Numbers distort. Participants at a national conference sponsored a few years ago by the U.S. Department of Education were astonished to learn that colleges had paid students to take the Collegiate Learning Assessment. Other researchers pointed out that seniors attributed no importance to the CLA and performed indifferently. Under the circumstances, it is impossible to use CLA results as a basis for a value added conclusion. Can we legitimately have a national conversation about the "lack of evidence of growth of critical thinking" in college, based on such data?
Numbers distract. The focus on assessment has captured the center stage of national educational groups for almost two decades. A quick review of annual meeting agendas of major national education conferences reveals that pervasive assessment topics moved educators from their proper concentration on learning and teaching. Seemingly, many people believe that effective assessment will result in improved teaching and learning. One observer compared this leap in logic to improving the health of a deathly ill person by taking his temperature. The current emphasis on "better" measures, then, would correspond to using an improved thermometer.
Numbers divert. Faculty members spend an untold number of hours outside of classroom time on useless assessment exercises. At least some of this time would otherwise have been available for engagement with students. Numbers divert our focus in other ways as well. Instead of conversations about deep thinking, lifelong learning, and carefully structured small experiments to address achievement gaps, faculty must focus on assessment and measurement!
Assessment has become a recognizable cost center at some institutions, still without any policy outcomes or improvements to teaching and learning, in spite of almost thirty years of effort.
This is not to be taken as a blanket attack on numbers. There are fields, particularly those with an occupational component, for which useful correlations between numerical outcomes and quality can be made. There are accrediting agencies which are instituting numerical measures in a carefully controlled, modest fashion, establishing correlations and realities, and building from there. Finally, there are fields with discrete, denumerable outcomes for which numbers can contribute to an understanding and a measure of effectiveness. But many other accreditors have been forced to impose measuring protocols, which speak to the flaws noted above.
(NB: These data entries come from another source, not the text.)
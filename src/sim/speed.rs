//! Speed model
//!
//! Pure lookups reproducing the cartridge's speed tables. Values are kept in
//! hardware subunits and converted once with [`subunits`]: 32 subunits are one
//! pixel per tick.

use super::actors::Personality;
use crate::settings::{Difficulty, PacBooster};
use crate::subunits;

/// Fixed ghost speed in tunnel tiles (pixels per tick)
pub const TUNNEL_SPEED: f32 = 0.4;
/// Ghost speed inside the house
pub const HOUSE_SPEED: f32 = 0.5;
/// Eyes travelling back to the house
pub const RETURNING_SPEED: f32 = 2.0;
/// Added to Pac's speed while the booster is effective
pub const BOOSTER_DELTA: f32 = 0.5;
/// Pac's speed while powered, relative to normal
pub const POWER_FACTOR: f32 = 1.1;
/// Frightened ghost speed, relative to attack speed
pub const FRIGHTENED_FACTOR: f32 = 0.5;
/// Bonus speed, relative to Pac's normal speed
pub const BONUS_FACTOR: f32 = 0.5;

#[derive(Debug, Clone, Copy, PartialEq, Eq)]
pub enum ActorKind {
    Pac,
    Ghost,
}

/// Snapshot of everything a speed query depends on
#[derive(Debug, Clone, Copy, PartialEq)]
pub struct ActorSpeedInputs {
    pub level: u32,
    pub difficulty: Difficulty,
    pub booster: PacBooster,
    /// Booster button currently held
    pub booster_active: bool,
    pub personality: Personality,
    pub food_remaining: u32,
    pub in_tunnel: bool,
}

fn assert_level(level: u32) {
    assert!(level >= 1, "level numbers start at 1, got {level}");
}

fn base_player_units(level: u32) -> i32 {
    assert_level(level);
    match level {
        1..=4 => 0x20,
        5..=12 => 0x24,
        13..=16 => 0x28,
        17..=20 => 0x27,
        21..=24 => 0x26,
        25..=28 => 0x25,
        _ => 0x24,
    }
}

fn base_ghost_units(level: u32) -> i32 {
    assert_level(level);
    match level {
        1..=4 => 0x18,
        5..=12 => 0x19 + (level as i32 - 5),
        _ => 0x21,
    }
}

pub fn base_player_speed(level: u32) -> f32 {
    subunits(base_player_units(level))
}

pub fn base_ghost_speed(level: u32) -> f32 {
    subunits(base_ghost_units(level))
}

pub fn difficulty_delta(kind: ActorKind, difficulty: Difficulty) -> f32 {
    let units = match (kind, difficulty) {
        (ActorKind::Pac, Difficulty::Easy) => -4,
        (ActorKind::Pac, Difficulty::Normal) => 0,
        (ActorKind::Pac, Difficulty::Hard) => 12,
        (ActorKind::Pac, Difficulty::Crazy) => 24,
        (ActorKind::Ghost, Difficulty::Easy) => -8,
        (ActorKind::Ghost, Difficulty::Normal) => 0,
        (ActorKind::Ghost, Difficulty::Hard) => 16,
        (ActorKind::Ghost, Difficulty::Crazy) => 32,
    };
    subunits(units)
}

pub fn personality_delta(personality: Personality) -> f32 {
    let units = match personality {
        Personality::Red => 3,
        Personality::Orange => 2,
        Personality::Cyan => 1,
        Personality::Pink => 0,
    };
    subunits(units)
}

/// Ghosts speed up when little food is left, on Normal from level 5 on
pub fn food_remaining_bonus(level: u32, difficulty: Difficulty, food_remaining: u32) -> f32 {
    assert_level(level);
    if difficulty != Difficulty::Normal || level < 5 {
        return 0.0;
    }
    let units = match food_remaining {
        0..=7 => 5,
        8..=15 => 4,
        16..=23 => 3,
        24..=31 => 2,
        _ => 0,
    };
    subunits(units)
}

pub fn booster_delta() -> f32 {
    BOOSTER_DELTA
}

pub fn player_attack_speed(inputs: &ActorSpeedInputs) -> f32 {
    let mut speed =
        base_player_speed(inputs.level) + difficulty_delta(ActorKind::Pac, inputs.difficulty);
    if inputs.booster.is_effective(inputs.booster_active) {
        speed += booster_delta();
    }
    speed
}

pub fn player_power_speed(inputs: &ActorSpeedInputs) -> f32 {
    POWER_FACTOR * player_attack_speed(inputs)
}

pub fn pursuer_attack_speed(inputs: &ActorSpeedInputs) -> f32 {
    if inputs.in_tunnel {
        return TUNNEL_SPEED;
    }
    base_ghost_speed(inputs.level)
        + difficulty_delta(ActorKind::Ghost, inputs.difficulty)
        + personality_delta(inputs.personality)
        + food_remaining_bonus(inputs.level, inputs.difficulty, inputs.food_remaining)
}

pub fn pursuer_frightened_speed(inputs: &ActorSpeedInputs) -> f32 {
    FRIGHTENED_FACTOR * pursuer_attack_speed(inputs)
}

pub fn pursuer_house_speed() -> f32 {
    HOUSE_SPEED
}

pub fn pursuer_returning_speed() -> f32 {
    RETURNING_SPEED
}

pub fn bonus_item_speed(inputs: &ActorSpeedInputs) -> f32 {
    BONUS_FACTOR * player_attack_speed(inputs)
}
use glam::IVec2;
use proptest::prelude::*;
use tengen_chase::sim::speed::{
    self, ActorSpeedInputs, TUNNEL_SPEED, food_remaining_bonus, pursuer_attack_speed,
};
use tengen_chase::sim::{
    GameSession, GateKeeper, Ghost, GhostState, GridWorld, HuntingTimer, Personality, SAMPLE_MAZE,
    TickInput,
};
use tengen_chase::{Difficulty, PacBooster, Settings};

fn any_difficulty() -> impl Strategy<Value = Difficulty> {
    prop::sample::select(Difficulty::ALL.to_vec())
}

fn any_personality() -> impl Strategy<Value = Personality> {
    prop::sample::select(Personality::ALL.to_vec())
}

fn caged_ghosts() -> Vec<Ghost> {
    Personality::ALL
        .into_iter()
        .map(|p| Ghost::new(p, IVec2::new(9 + p.index() as i32, 7)))
        .collect()
}

proptest! {
    /// Property: hunting phase index never decreases and never exceeds 7
    #[test]
    fn hunting_phase_is_monotonic(
        level in 1u32..=32,
        ops in prop::collection::vec(0u8..20, 1..100),
    ) {
        let mut timer = HuntingTimer::new();
        timer.start(level);
        let mut last = timer.current_phase();
        for op in ops {
            match op {
                0 => timer.stop(),
                1 => timer.resume(),
                n => {
                    for _ in 0..(n as u32 * 50) {
                        timer.tick();
                    }
                }
            }
            let phase = timer.current_phase();
            prop_assert!(phase >= last, "phase went back from {} to {}", last, phase);
            prop_assert!(phase <= 7);
            last = phase;
        }
    }

    /// Property: ghosts in a tunnel always move at the fixed tunnel speed
    #[test]
    fn tunnel_speed_is_constant(
        level in 1u32..=32,
        difficulty in any_difficulty(),
        personality in any_personality(),
        food_remaining in 0u32..300,
    ) {
        let inputs = ActorSpeedInputs {
            level,
            difficulty,
            booster: PacBooster::Off,
            booster_active: false,
            personality,
            food_remaining,
            in_tunnel: true,
        };
        prop_assert_eq!(pursuer_attack_speed(&inputs), TUNNEL_SPEED);
    }

    /// Property: the food bonus only exists on Normal from level 5 on
    #[test]
    fn food_bonus_only_on_normal_from_level_five(
        level in 1u32..=32,
        difficulty in any_difficulty(),
        food_remaining in 0u32..300,
    ) {
        let bonus = food_remaining_bonus(level, difficulty, food_remaining);
        if difficulty != Difficulty::Normal || level < 5 {
            prop_assert_eq!(bonus, 0.0);
        }
        prop_assert!(bonus <= 5.0 / 32.0);
    }

    /// Property: powered Pac is always faster than normal Pac
    #[test]
    fn power_speed_exceeds_attack_speed(
        level in 1u32..=32,
        difficulty in any_difficulty(),
        booster_active in any::<bool>(),
    ) {
        let inputs = ActorSpeedInputs {
            level,
            difficulty,
            booster: PacBooster::OnDemand,
            booster_active,
            personality: Personality::Red,
            food_remaining: 100,
            in_tunnel: false,
        };
        prop_assert!(speed::player_power_speed(&inputs) > speed::player_attack_speed(&inputs));
    }

    /// Property: at most one ghost leaves per call and released ghosts stay out
    #[test]
    fn gatekeeper_releases_one_at_a_time(
        level in 1u32..=32,
        ops in prop::collection::vec(any::<u8>(), 1..600),
    ) {
        let mut keeper = GateKeeper::new(level);
        let mut ghosts = caged_ghosts();
        for op in ops {
            match op % 8 {
                0 => keeper.enable_global_counter(),
                1..=3 => keeper.register_food_eaten(&ghosts),
                _ => {
                    let before: Vec<GhostState> = ghosts.iter().map(|g| g.state).collect();
                    let released = keeper.unlock_ghosts(&mut ghosts);
                    let changed: Vec<usize> = (0..4)
                        .filter(|&i| ghosts[i].state != before[i])
                        .collect();
                    prop_assert!(changed.len() <= 1);
                    prop_assert_eq!(changed.len(), released.map_or(0, |_| 1));
                    for i in changed {
                        prop_assert_eq!(before[i], GhostState::Caged);
                        prop_assert_eq!(ghosts[i].state, GhostState::LeavingHouse);
                    }
                }
            }
        }
    }

    /// Property: identical inputs give identical gatekeeper decisions
    #[test]
    fn gatekeeper_is_deterministic(
        level in 1u32..=32,
        ops in prop::collection::vec(any::<u8>(), 1..300),
    ) {
        let run = |ops: &[u8]| {
            let mut keeper = GateKeeper::new(level);
            let mut ghosts = caged_ghosts();
            let mut decisions = Vec::new();
            for &op in ops {
                match op % 6 {
                    0 => keeper.enable_global_counter(),
                    1 | 2 => keeper.register_food_eaten(&ghosts),
                    _ => decisions.push(keeper.unlock_ghosts(&mut ghosts)),
                }
            }
            decisions
        };
        prop_assert_eq!(run(&ops), run(&ops));
    }
}

proptest! {
    #![proptest_config(ProptestConfig::with_cases(8))]

    /// Property: a session replays identically from the same seed
    #[test]
    fn session_is_deterministic(seed in any::<u64>()) {
        let play = |seed: u64| {
            let settings = Settings { autopilot: true, ..Default::default() };
            let maze = GridWorld::parse(SAMPLE_MAZE).unwrap();
            let mut session = GameSession::new(settings, maze, seed).unwrap();
            let mut events = Vec::new();
            for _ in 0..2_000 {
                let input = TickInput { start: true, scene_finished: true, ..Default::default() };
                session.update(&input);
                events.extend(session.drain_events());
            }
            (events, session.state(), session.score().points)
        };
        prop_assert_eq!(play(seed), play(seed));
    }
}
It's time to restore balance. Government must begin to realize that while it is bigger than anyone else, it is not wiser. And those who triggered this thirty-year, devastatingly costly experiment should have the decency to admit they were wrong (as did one internationally known proponent at the February 4th NACIQI meeting, stating "with respect to measuring student learning outcomes, we are not there yet").
The past should serve as an object lesson for the future, particularly in view of the recently released Degree Qualifications Profile (DQP) bearing all the signs of another "proxy" approach to the judgment of quality.
Our costly "numbers" experience tells us that nothing should be done to implement this DQP until after a multi-year series of small experiments and pilot programs has been in place and preliminary conclusions drawn. Should benefits emerge, an iterative process with ever more relevant features can be presented to the postsecondary community. If not, not.
But no more should a social experiment be imposed on the American people, without the slightest indication of reliability, validity or even relevance to reality.
Bernard Fryshman is an accreditor and a professor of physics.